Quali protocolli hai dovuto seguire? «Nelle case e negli ospedali la possibilità di contagio è molto alta, serve quindi seguire un iter preciso riguardo le misure di sicurezza. Nel documentare questa pandemia, il discorso sulle misure di protezione per tutelare te stesso e la gente intorno è fondamentale. Il protocollo prevede una tuta intera, doppi guanti, occhiali e mascherina. Ho utilizzato degli occhiali in plexiglass e una mascherina con filtro P100 con protezione superiore rispetto alle FP2/FP3. Anche per svestirsi c’è un protocollo da seguire: prima si toglie un paio di guanti, poi si lavano le mani con amuchina tenendo ancora il primo paio di guanti. Ci si sfila la tuta senza toccare la parte esterna perché potrebbe essere infetta, quindi, dall’interno verso l’esterno, si prosegue levando gli occhiali e la maschera, si disinfettano poi le scarpe e l’attrezzatura. E infine si toglie l’ultimo paio di guanti, disinfettandosi nuovamente le mani e indossando dei guanti puliti. Sono stato anche negli ospedali e a contatto con le forze dell’ordine deputate allo spostamento delle bare. C’è stato un lavoro giornalistico molto importante da parte di tutto lo staff del New York Times a partire dal tempo datomi dalla redazione per la realizzazione del progetto».
Quali parole chiave hanno accompagnato questo lavoro? «La relazione empatica. Ogni situazione è differente, ma il rispetto per i soggetti fotografati è un fattore che accompagna tutte le mie fotografie, dalle breaking news ai reportage d’approfondimento. Per realizzare immagini e colpire il lettore serve vicinanza emotiva. Tutte le persone incontrate hanno dimostrato coraggio e interesse nel mettersi in gioco per un bene collettivo: mostrare al mondo i rischi e i pericoli di questo virus. Ho passato molto tempo a parlare con le famiglie spiegando nel dettaglio di cosa trattasse il mio lavoro e come intendevo procedere. Si entra negli spazi privati, nell’intimità della gente e si deve rispettare la loro privacy. Terminato il lavoro di documentazione, facevo firmare una liberatoria».
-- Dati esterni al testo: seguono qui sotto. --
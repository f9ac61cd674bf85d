use seabattle::{
    play_out, Board, CellState, Coord, GameError, GamePhase, GameSession, MemoryStore, Orientation,
    Outcome, PlacementError, PlacementProgress, ResultStore, Side, ShotOutcome, StoreError, Tally,
    Targeting, GameSnapshot, HuntState, NUM_SHIPS, TOTAL_SHIP_CELLS,
};

const H: Orientation = Orientation::Horizontal;

/// A valid human fleet in placement order (4, 3, 3, 2, 2, 2, 1, 1, 1, 1).
const LAYOUT: [(usize, usize, Orientation); 10] = [
    (0, 0, H),
    (0, 5, H),
    (2, 0, H),
    (2, 4, H),
    (2, 7, H),
    (4, 0, H),
    (4, 3, H),
    (4, 5, H),
    (4, 7, H),
    (4, 9, H),
];

fn at(row: usize, col: usize) -> Coord {
    Coord::new(row, col).unwrap()
}

fn new_session(seed: u64) -> GameSession {
    GameSession::seeded(seed, Box::new(MemoryStore::new())).unwrap()
}

fn playing_session(seed: u64) -> GameSession {
    let mut session = new_session(seed);
    for (r, c, o) in LAYOUT {
        session.place_human_ship(at(r, c), o).unwrap();
    }
    session
}

fn open_water(board: &Board) -> Coord {
    Coord::all()
        .find(|c| !board.has_ship(*c) && !board.is_shot(*c))
        .unwrap()
}

fn intact_ship_cell(board: &Board) -> Coord {
    Coord::all()
        .find(|c| board.has_ship(*c) && !board.is_shot(*c))
        .unwrap()
}

fn assert_perimeters_resolved(board: &Board, ships: &[seabattle::Ship]) {
    for ship in ships {
        for cell in ship.cells() {
            for n in cell.neighbors8() {
                if !board.has_ship(n) {
                    assert!(board.is_shot(n), "{} next to {:?} was not ruled out", n, ship);
                }
            }
        }
    }
}

#[test]
fn test_new_session_waits_for_placement() {
    let session = new_session(1);
    assert_eq!(session.phase(), GamePhase::Placement);
    assert_eq!(session.turn(), Side::Human);
    assert_eq!(session.outcome(), None);
    assert_eq!(session.generation(), 1);
    assert_eq!(
        session.placement_progress(),
        PlacementProgress::Next { length: 4, remaining: 1 }
    );
    assert_eq!(session.human_board().remaining_ship_cells(), 0);
    assert_eq!(session.computer_board().remaining_ship_cells(), TOTAL_SHIP_CELLS);
    assert_eq!(session.computer_board().ship_groups().len(), NUM_SHIPS);
    assert_eq!(session.tally(), Tally::default());
}

#[test]
fn test_placement_follows_fleet_order() {
    let mut session = new_session(2);
    let expected = [
        PlacementProgress::Next { length: 3, remaining: 2 },
        PlacementProgress::Next { length: 3, remaining: 1 },
        PlacementProgress::Next { length: 2, remaining: 3 },
        PlacementProgress::Next { length: 2, remaining: 2 },
        PlacementProgress::Next { length: 2, remaining: 1 },
        PlacementProgress::Next { length: 1, remaining: 4 },
        PlacementProgress::Next { length: 1, remaining: 3 },
        PlacementProgress::Next { length: 1, remaining: 2 },
        PlacementProgress::Next { length: 1, remaining: 1 },
        PlacementProgress::Complete,
    ];
    for ((r, c, o), progress) in LAYOUT.into_iter().zip(expected) {
        assert_eq!(session.phase(), GamePhase::Placement);
        assert_eq!(session.place_human_ship(at(r, c), o), Ok(progress));
    }
    assert_eq!(session.phase(), GamePhase::Playing);
    assert_eq!(session.turn(), Side::Human);
    assert_eq!(session.human_board().remaining_ship_cells(), TOTAL_SHIP_CELLS);

    let phase_error = GameError::InvalidPhase {
        expected: GamePhase::Placement,
        actual: GamePhase::Playing,
    };
    assert_eq!(session.place_human_ship(at(9, 9), H), Err(phase_error.clone()));
    assert_eq!(session.auto_place_human_fleet(), Err(phase_error));
}

#[test]
fn test_rejected_placement_keeps_cursor() {
    let mut session = new_session(3);
    assert_eq!(
        session.place_human_ship(at(0, 8), H),
        Err(GameError::InvalidPlacement(PlacementError::OutOfBounds))
    );
    assert_eq!(
        session.placement_progress(),
        PlacementProgress::Next { length: 4, remaining: 1 }
    );

    session.place_human_ship(at(0, 0), H).unwrap();
    assert_eq!(
        session.place_human_ship(at(1, 0), H),
        Err(GameError::InvalidPlacement(PlacementError::Adjacent))
    );
    assert_eq!(
        session.place_human_ship(at(0, 2), Orientation::Vertical),
        Err(GameError::InvalidPlacement(PlacementError::Overlaps))
    );
    assert_eq!(
        session.placement_progress(),
        PlacementProgress::Next { length: 3, remaining: 2 }
    );
    assert_eq!(session.human_board().remaining_ship_cells(), 4);
}

#[test]
fn test_auto_place_finishes_the_fleet() {
    let mut session = new_session(4);
    session.place_human_ship(at(0, 0), H).unwrap();
    session.place_human_ship(at(9, 0), H).unwrap();
    assert_eq!(session.auto_place_human_fleet(), Ok(PlacementProgress::Complete));
    assert_eq!(session.phase(), GamePhase::Playing);
    assert_eq!(session.human_board().remaining_ship_cells(), TOTAL_SHIP_CELLS);
    assert_eq!(session.human_board().ship_groups().len(), NUM_SHIPS);
    assert!(session.human_board().has_ship(at(0, 3)));
    assert!(session.human_board().has_ship(at(9, 2)));
}

#[test]
fn test_no_shots_before_playing() {
    let mut session = new_session(5);
    let phase_error = GameError::InvalidPhase {
        expected: GamePhase::Playing,
        actual: GamePhase::Placement,
    };
    assert_eq!(session.fire(at(0, 0)), Err(phase_error.clone()));
    assert_eq!(session.advance_computer_turn(), Err(phase_error));
    assert!(session.computer_board().unshot_cells().len() == 100);
}

#[test]
fn test_turn_and_board_ownership() {
    let mut session = playing_session(6);
    assert_eq!(
        session.fire_as(Side::Computer, Side::Human, at(0, 0)),
        Err(GameError::OutOfTurn)
    );
    assert_eq!(
        session.fire_as(Side::Human, Side::Human, at(0, 0)),
        Err(GameError::WrongBoard)
    );
    assert_eq!(session.advance_computer_turn(), Err(GameError::OutOfTurn));
    assert_eq!(session.human_board().unshot_cells().len(), 100);
    assert_eq!(session.computer_board().unshot_cells().len(), 100);
}

#[test]
fn test_hit_keeps_turn_and_repeat_is_free() {
    let mut session = playing_session(7);
    let target = intact_ship_cell(session.computer_board());
    let report = session.fire(target).unwrap();
    assert_eq!(report.shooter, Side::Human);
    assert_eq!(report.target, target);
    assert!(report.outcome.is_hit());
    assert_eq!(report.next_turn, Side::Human);
    assert_eq!(report.game_over, None);
    // The human plays unassisted, so nothing is ruled out for them.
    assert!(report.suppressed.is_empty());

    let before = *session.computer_board();
    assert_eq!(session.fire(target), Err(GameError::AlreadyShot));
    assert_eq!(session.turn(), Side::Human);
    assert_eq!(*session.computer_board(), before);
}

#[test]
fn test_miss_hands_turn_to_computer() {
    let mut session = playing_session(8);
    let report = session.fire(open_water(session.computer_board())).unwrap();
    assert_eq!(report.outcome, ShotOutcome::Miss);
    assert_eq!(report.next_turn, Side::Computer);
    assert_eq!(session.turn(), Side::Computer);
    assert_eq!(session.fire(at(9, 9)), Err(GameError::OutOfTurn));

    let reports = session.run_computer_turns().unwrap();
    let (last, streak) = reports.split_last().unwrap();
    for report in streak {
        assert_eq!(report.shooter, Side::Computer);
        assert!(report.outcome.is_hit());
        assert_eq!(report.next_turn, Side::Computer);
    }
    assert_eq!(last.shooter, Side::Computer);
    if last.game_over.is_none() {
        assert_eq!(last.outcome, ShotOutcome::Miss);
        assert_eq!(session.turn(), Side::Human);
    }
    let fired = 100 - session.human_board().unshot_cells().len();
    let suppressed: usize = reports.iter().map(|r| r.suppressed.len()).sum();
    assert_eq!(fired, reports.len() + suppressed);
}

#[test]
fn test_full_game_records_one_result() {
    let mut session = playing_session(9);
    let mut autopilot = Targeting::new();
    let outcome = play_out(&mut session, &mut autopilot).unwrap();

    assert_eq!(session.phase(), GamePhase::GameOver);
    assert_eq!(session.outcome(), Some(outcome));
    let (loser, board) = match outcome {
        Outcome::Win => (Side::Computer, session.computer_board()),
        Outcome::Lose => (Side::Human, session.human_board()),
    };
    assert!(board.all_sunk());
    assert_eq!(session.sunk_ships(loser).len(), NUM_SHIPS);

    let tally = session.tally();
    assert_eq!(tally.total(), 1);
    assert_eq!(tally.wins, u32::from(outcome == Outcome::Win));

    // Both sides used hunt logic, so every sunk ship has a resolved perimeter.
    assert_perimeters_resolved(session.human_board(), session.sunk_ships(Side::Human));
    assert_perimeters_resolved(session.computer_board(), session.sunk_ships(Side::Computer));

    let over = GameError::InvalidPhase {
        expected: GamePhase::Playing,
        actual: GamePhase::GameOver,
    };
    assert_eq!(session.fire(at(0, 0)), Err(over.clone()));
    assert_eq!(session.advance_computer_turn(), Err(over));
    assert_eq!(session.tally().total(), 1);
}

#[test]
fn test_restart_starts_a_fresh_game() {
    let mut session = playing_session(10);
    let mut autopilot = Targeting::new();
    play_out(&mut session, &mut autopilot).unwrap();
    let tally = session.tally();

    session.restart().unwrap();
    assert_eq!(session.phase(), GamePhase::Placement);
    assert_eq!(session.turn(), Side::Human);
    assert_eq!(session.outcome(), None);
    assert_eq!(session.generation(), 2);
    assert_eq!(
        session.placement_progress(),
        PlacementProgress::Next { length: 4, remaining: 1 }
    );
    assert_eq!(session.human_board(), &Board::new());
    assert_eq!(session.computer_board().remaining_ship_cells(), TOTAL_SHIP_CELLS);
    assert_eq!(session.computer_board().unshot_cells().len(), 100);
    assert!(session.sunk_ships(Side::Human).is_empty());
    assert!(session.sunk_ships(Side::Computer).is_empty());
    assert_eq!(session.targeting().state(), &HuntState::default());
    assert_eq!(session.tally(), tally);

    play_out(&mut session, &mut Targeting::new()).unwrap();
    assert_eq!(session.tally().total(), 2);
}

#[test]
fn test_seeded_sessions_are_reproducible() {
    let mut a = new_session(42);
    let mut b = new_session(42);
    assert_eq!(a.computer_board(), b.computer_board());

    let outcome_a = play_out(&mut a, &mut Targeting::new()).unwrap();
    let outcome_b = play_out(&mut b, &mut Targeting::new()).unwrap();
    assert_eq!(outcome_a, outcome_b);
    assert_eq!(a.human_board(), b.human_board());
    assert_eq!(a.computer_board(), b.computer_board());
}

#[test]
fn test_snapshot_hides_computer_fleet_until_game_over() {
    let mut session = playing_session(11);
    let snapshot = session.snapshot();
    assert_eq!(snapshot.phase, GamePhase::Playing);
    assert_eq!(snapshot.placement, PlacementProgress::Complete);
    let count = |cells: &[[CellState; 10]; 10], state: CellState| {
        cells.iter().flatten().filter(|c| **c == state).count()
    };
    assert_eq!(count(&snapshot.computer.cells, CellState::Ship), 0);
    assert_eq!(snapshot.computer.remaining_ship_cells, TOTAL_SHIP_CELLS);
    assert_eq!(count(&snapshot.human.cells, CellState::Ship), TOTAL_SHIP_CELLS);

    let json = serde_json::to_string(&snapshot).unwrap();
    let back: GameSnapshot = serde_json::from_str(&json).unwrap();
    assert_eq!(back, snapshot);

    play_out(&mut session, &mut Targeting::new()).unwrap();
    let snapshot = session.snapshot();
    let computer_ships = session.computer_board().remaining_ship_cells();
    assert_eq!(count(&snapshot.computer.cells, CellState::Ship), computer_ships);
    assert_eq!(snapshot.outcome, session.outcome());
}

struct BrokenStore;

impl ResultStore for BrokenStore {
    fn record_result(&mut self, _outcome: Outcome) -> Result<(), StoreError> {
        Err(StoreError::Io("disk full".to_string()))
    }

    fn tally(&self) -> Tally {
        Tally::default()
    }

    fn clear(&mut self) -> Result<(), StoreError> {
        Err(StoreError::Io("disk full".to_string()))
    }
}

#[test]
fn test_store_failure_does_not_block_game_over() {
    let mut session = GameSession::seeded(12, Box::new(BrokenStore)).unwrap();
    let outcome = play_out(&mut session, &mut Targeting::new()).unwrap();
    assert_eq!(session.outcome(), Some(outcome));
    assert_eq!(session.phase(), GamePhase::GameOver);
    assert_eq!(session.tally(), Tally::default());
    assert!(session.store_mut().clear().is_err());
}

#[test]
fn test_every_error_has_a_message() {
    let errors = [
        GameError::InvalidPlacement(PlacementError::Adjacent),
        GameError::AlreadyShot,
        GameError::OutOfTurn,
        GameError::WrongBoard,
        GameError::PlacementExhausted { length: 4 },
        GameError::InvalidPhase {
            expected: GamePhase::Playing,
            actual: GamePhase::Placement,
        },
        GameError::FleetComplete,
    ];
    for error in &errors {
        // Exhaustive: a new variant must be listed above.
        match error {
            GameError::InvalidPlacement(_)
            | GameError::AlreadyShot
            | GameError::OutOfTurn
            | GameError::WrongBoard
            | GameError::PlacementExhausted { .. }
            | GameError::InvalidPhase { .. }
            | GameError::FleetComplete => {}
        }
        assert!(!error.to_string().is_empty());
    }
    assert_eq!(
        GameError::PlacementExhausted { length: 4 }.to_string(),
        "Unable to place a ship of length 4 after repeated attempts"
    );
}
Nelle stesse settimane in cui hai lavorato a questo progetto sei stato insignito del secondo premio nella categoria General News, Stories della 63esima edizione del World Press Photo. «Si tratta di un lavoro che ho sviluppato in Cile negli ultimi mesi del 2019. Nell’ultimo anno e mezzo sono stato in Messico, in Brasile e ho viaggiato molto nella zona dell’America Centrale. Il lavoro premiato riguarda gli scontri in Piazza Santiago e la lotta contro il sistema neoliberale, contro la Costituzione vigente – è ancora quella di Pinochet – e le privatizzazioni. Questo, negli anni, ha creato moltissime diseguaglianze di classe, scoppiate in una rivolta. Ho cercato di documentare la storia non solo da un punto di vista mediatico di news, ma cercando di portare alla luce le ragioni di questa rivoluzione in atto».

Fabio Bucciarelli

Fabio è un fotografo, giorna- lista e autore italiano riconosciuto internazionalmente per i suoi lavori nelle zone di conflitto e sulle conseguenze umanitarie delle guerre. Negli ultimi dieci anni ha documentato gli eventi centrali della storia contemporanea in Medio Oriente, Africa, Europa e in Centro e Sud America. I suoi reportage sono stati insigniti dei più importanti premi internazionali fra i quali la Robert Capa Gold Medal, il World Press Photo, il Picture of the Year, il Prix Bayeux- Calvados for War Correspondents e il Sony International Photography Award. Il suo libro The Dream(FotoEvidence, New York, 2016) è stato scelto fra i migliori fotolibri dell’anno dal Time Magazine. Oggi Bucciarelli lavora per l’editoria internazionale e come direttore artistico per musei e istituzioni italiani. Le sue fotografie sono esposte in gallerie e fiere d’arte in tutto il mondo.